Il terzo quadro, questa volta gioioso, è La danza di Matisse (1909-1910). Il linguaggio utilizzato è il fauve
(«belva»), che con il richiamo ad un linguaggio primitivo
vuole sottolineare l’incapacità degli artisti di
utilizzare un linguaggio evoluto. Il quadro rappresenta una danza, tema
caro all’antichità sia pagana che cristiana; e non
è certo l’unica tela di Matisse con questo soggetto. Ci
sono cinque donne nude che danzano in circolo, con passi ampi ed
armoniosi, tenendosi per mano: è una danza armoniosa,
primordiale (tribale) ma nello stesso tempo giocosa (il girotondo dei
bambini) – si nota sempre la grande conoscenza dei classici della
pittura. Si tratta di una farandola, una danza popolare per alcuni
versi simile alla tarantella. L’artista, se si esclude la linea
di contorno nera (che accentua la potenzialità espressiva dei
colori), utilizza solo tre colori contrastanti (e senza il
chiaroscuro): il blu per il cielo, il verde per la terra, il rosso per
i corpi delle danzatrici. Le forme dei personaggi sono essenziali,
pulite, semplificate ma anche grandiose, monumentali nella loro
fisicità. La danza, per Matisse, vuole rappresentare la gioia di
vivere e la pace, intesa come solidarietà tra le persone: la
danza è la vita, e la vita è colore. «Amo molto la
danza» dirà; «È una cosa straordinaria la
danza: vita e ritmo. Per me è facile vivere con la danza. Quando
ho dovuto dipingere la danza per Mosca sono semplicemente andato una
domenica al Moulin de la Galette.
Ho guardato come danzavano. In particolare ho guardato la
farandola… I ballerini, prendendosi per mano, corrono attraverso
tutta la sala, avvolgendo con un nastro la gente un po’
sconcertata… Tornato a casa ho composto la mia danza su una
superficie di quattro metri canticchiando lo stesso motivo che avevo
sentito, in modo che tutta la composizione, tutti i ballerini, si
muovessero allo stesso ritmo…».
La danza è un tema anche musicale: Stravinsky (1882-1971) scrive la Sagra della primavera
proprio come una danza, una festa tribale nelle steppe russe che si
concluderà con l’immolazione di una giovinetta per far
rinascere la Madre Terra. L’anno è il 1913. Per la musica
è una svolta: c’è tutta una sovrapposizione di
accordi tonali e moduli ritmici, difficile da memorizzare perché
asimmetrica (si parla di asimmetrie ritmiche). L’orchestra
è enorme: tanti archi, tanti fiati, otto corni con tre o quattro
violini l’uno, percussioni che vanno dai timpani ai tamburi ai
tamburelli e via dicendo perché il loro suono rende la danza
primitiva. Ma è primitiva anche per un ritmo senza controllo.
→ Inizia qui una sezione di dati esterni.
use std::fmt;

use serde_json::Value;

// ============================================================================
// Inbound events
// ============================================================================

/// Type tag of an inbound Events API callback.
#[derive(Debug, Clone, PartialEq, Eq)]
pub enum EventKind {
    /// A `message` event in a direct-message (`im`) channel.
    DirectMessage,
    /// A `file_shared` event.
    FileShared,
    /// Anything else, keeping the raw `type` for logging.
    Other(String),
}

/// A single Slack event accepted by the dispatcher.
#[derive(Debug, Clone)]
pub struct InboundEvent {
    pub event_id: String,
    pub kind: EventKind,
    pub sender_id: Option<String>,
    pub channel_id: Option<String>,
    pub channel_type: Option<String>,
    pub subtype: Option<String>,
    pub bot_id: Option<String>,
    pub text: String,
    pub file_id: Option<String>,
}

impl InboundEvent {
    /// Build an event from the `event` object of an `event_callback` payload.
    ///
    /// Missing fields are tolerated; a missing or non-object `event` yields an
    /// `Other` event that the processor ignores.
    #[must_use]
    pub fn from_callback(event_id: &str, event: &Value) -> Self {
        let field = |name: &str| {
            event
                .get(name)
                .and_then(Value::as_str)
                .map(ToString::to_string)
        };

        let event_type = field("type").unwrap_or_default();
        let channel_type = field("channel_type");

        let kind = match event_type.as_str() {
            "message" if channel_type.as_deref() == Some("im") => EventKind::DirectMessage,
            "file_shared" => EventKind::FileShared,
            other => EventKind::Other(other.to_string()),
        };

        // file_shared carries `user_id` / `channel_id`, message events carry `user` / `channel`
        let sender_id = field("user").or_else(|| field("user_id"));
        let channel_id = field("channel").or_else(|| field("channel_id"));
        let file_id = field("file_id").or_else(|| {
            event
                .get("file")
                .and_then(|f| f.get("id"))
                .and_then(Value::as_str)
                .map(ToString::to_string)
        });

        Self {
            event_id: event_id.to_string(),
            kind,
            sender_id,
            channel_id,
            channel_type,
            subtype: field("subtype"),
            bot_id: field("bot_id"),
            text: field("text").unwrap_or_default(),
            file_id,
        }
    }
}

// ============================================================================
// Slash command rewrites
// ============================================================================

/// Tone applied by the `/lucidlayer` rewrite command.
#[derive(Debug, Clone, Copy, PartialEq, Eq, Default)]
pub enum RewriteMode {
    #[default]
    Simple,
    GenZ,
    Humor,
    Corporate,
}

impl RewriteMode {
    pub const ALL: [RewriteMode; 4] = [
        RewriteMode::Simple,
        RewriteMode::GenZ,
        RewriteMode::Humor,
        RewriteMode::Corporate,
    ];

    #[must_use]
    pub fn as_str(self) -> &'static str {
        match self {
            RewriteMode::Simple => "simple",
            RewriteMode::GenZ => "genz",
            RewriteMode::Humor => "humor",
            RewriteMode::Corporate => "corporate",
        }
    }

    /// Case-insensitive lookup of a mode tag.
    #[must_use]
    pub fn from_tag(tag: &str) -> Option<Self> {
        Self::ALL
            .into_iter()
            .find(|mode| mode.as_str().eq_ignore_ascii_case(tag))
    }

    /// Split command text into a mode and the message body.
    ///
    /// A leading mode tag is consumed; otherwise the mode is `Simple` and the
    /// whole text is the body. Whitespace before the tag and between the tag
    /// and the body is dropped; the body itself is kept verbatim.
    #[must_use]
    pub fn split_command_text(text: &str) -> (Self, String) {
        let trimmed = text.trim_start();
        let (first, rest) = trimmed
            .split_once(char::is_whitespace)
            .unwrap_or((trimmed, ""));

        match Self::from_tag(first) {
            Some(mode) => (mode, rest.trim_start().to_string()),
            None => (Self::Simple, text.to_string()),
        }
    }
}

impl fmt::Display for RewriteMode {
    fn fmt(&self, f: &mut fmt::Formatter<'_>) -> fmt::Result {
        f.write_str(self.as_str())
    }
}

/// Work item for one slash-command rewrite.
#[derive(Debug, Clone)]
pub struct RewriteRequest {
    pub correlation_id: String,
    pub message: String,
    pub mode: RewriteMode,
    pub user_id: String,
    pub response_url: String,
}

// ============================================================================
// File annotation
// ============================================================================

/// Metadata returned by Slack `files.info`.
#[derive(Debug, Clone, PartialEq, Eq)]
pub struct FileMetadata {
    pub download_url: String,
    pub file_type: String,
    pub file_name: String,
    pub owner_id: Option<String>,
}

/// Work item for annotating one shared file.
#[derive(Debug, Clone)]
pub struct AnnotationJob {
    pub file_name: String,
    pub file_type: String,
    pub content: Vec<u8>,
    pub user_id: String,
}

/// Document formats the text extractor understands.
#[derive(Debug, Clone, Copy, PartialEq, Eq)]
pub enum DocumentKind {
    Pdf,
    Docx,
}

impl DocumentKind {
    #[must_use]
    pub fn from_file_type(file_type: &str) -> Option<Self> {
        match file_type.to_ascii_lowercase().as_str() {
            "pdf" => Some(DocumentKind::Pdf),
            "docx" => Some(DocumentKind::Docx),
            _ => None,
        }
    }

    #[must_use]
    pub fn label(self) -> &'static str {
        match self {
            DocumentKind::Pdf => "PDF",
            DocumentKind::Docx => "DOCX",
        }
    }
}

/// How the bytes of a shared file are turned into text.
#[derive(Debug, Clone, Copy, PartialEq, Eq)]
pub enum SharedContent {
    Document(DocumentKind),
    RawText,
}

impl SharedContent {
    #[must_use]
    pub fn classify(file_type: &str) -> Self {
        DocumentKind::from_file_type(file_type).map_or(SharedContent::RawText, SharedContent::Document)
    }

    #[must_use]
    pub fn profile(self) -> ContentProfile {
        match self {
            SharedContent::Document(_) => ContentProfile::General,
            SharedContent::RawText => ContentProfile::Code,
        }
    }
}

/// Which model configuration handles a piece of text.
#[derive(Debug, Clone, Copy, PartialEq, Eq)]
pub enum ContentProfile {
    General,
    Code,
}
Attacca con un fagotto che suona sul registro di un oboe, un suono mai
udito, che sembra sgradevole, stonato, anacronistico –
primordiale, appunto: è il fauve
in musica. Non c’è una linea melodica, ma solo frammenti,
accostamenti di colore. Da qui, non si potrà più tornare
indietro.
Schoenberg non è solo musicista, ma anche pittore. Nell’Opera 16 numero 3 Farben, del 1909, opera un gioco di colori ottenuto attraverso sovrapposizioni di linee melodiche.
Várese, in Ionisation
(1933), scrive un lavoro per un’orchestra di percussioni. Usa i
colori delle percussioni come una grande pagina in bianco e nero, e
alla fine utilizza anche il pianoforte come se fosse una percussione.
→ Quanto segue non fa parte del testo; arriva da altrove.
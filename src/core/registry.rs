//! De-duplication of Events API deliveries.
//!
//! Slack delivers events at least once and retries when the ack is slow, so
//! the same `event_id` can arrive several times, possibly concurrently. The
//! registry remembers ids for a bounded window and hands out each id exactly
//! once.

use std::time::Duration;

use moka::policy::EvictionPolicy;
use moka::sync::Cache;

/// Clones share the same underlying cache.
#[derive(Clone)]
pub struct ProcessedEventRegistry {
    seen: Cache<String, ()>,
}

impl ProcessedEventRegistry {
    /// At capacity the least recently seen id is evicted; a new id is always kept.
    #[must_use]
    pub fn new(max_entries: u64, ttl: Duration) -> Self {
        Self {
            seen: Cache::builder()
                .max_capacity(max_entries)
                .eviction_policy(EvictionPolicy::lru())
                .time_to_live(ttl)
                .build(),
        }
    }

    /// Record `event_id` and report whether this call was the first to see it.
    ///
    /// Check and insert happen as one atomic operation: of any number of
    /// concurrent callers with the same id, exactly one gets `true`.
    pub fn check_and_insert(&self, event_id: &str) -> bool {
        self.seen.entry(event_id.to_string()).or_insert(()).is_fresh()
    }

    #[must_use]
    pub fn contains(&self, event_id: &str) -> bool {
        self.seen.contains_key(event_id)
    }

    /// Number of remembered ids after pending evictions are applied.
    #[must_use]
    pub fn len(&self) -> u64 {
        self.seen.run_pending_tasks();
        self.seen.entry_count()
    }

    #[must_use]
    pub fn is_empty(&self) -> bool {
        self.len() == 0
    }
}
L’ultimo brano che citeremo è Artikulation
di Ligeti (1923-2006). Siamo nel 1958, e l’elettronica sta
muovendo i suoi primi passi. Il brano è in realtà una
composizione per un elaboratore elettronico, la partitura sono
semplicemente delle frequenze: ormai, solo l’elettronica
dà al compositore la possibilità di creare nuovi timbri,
una musica realmente mai udita prima.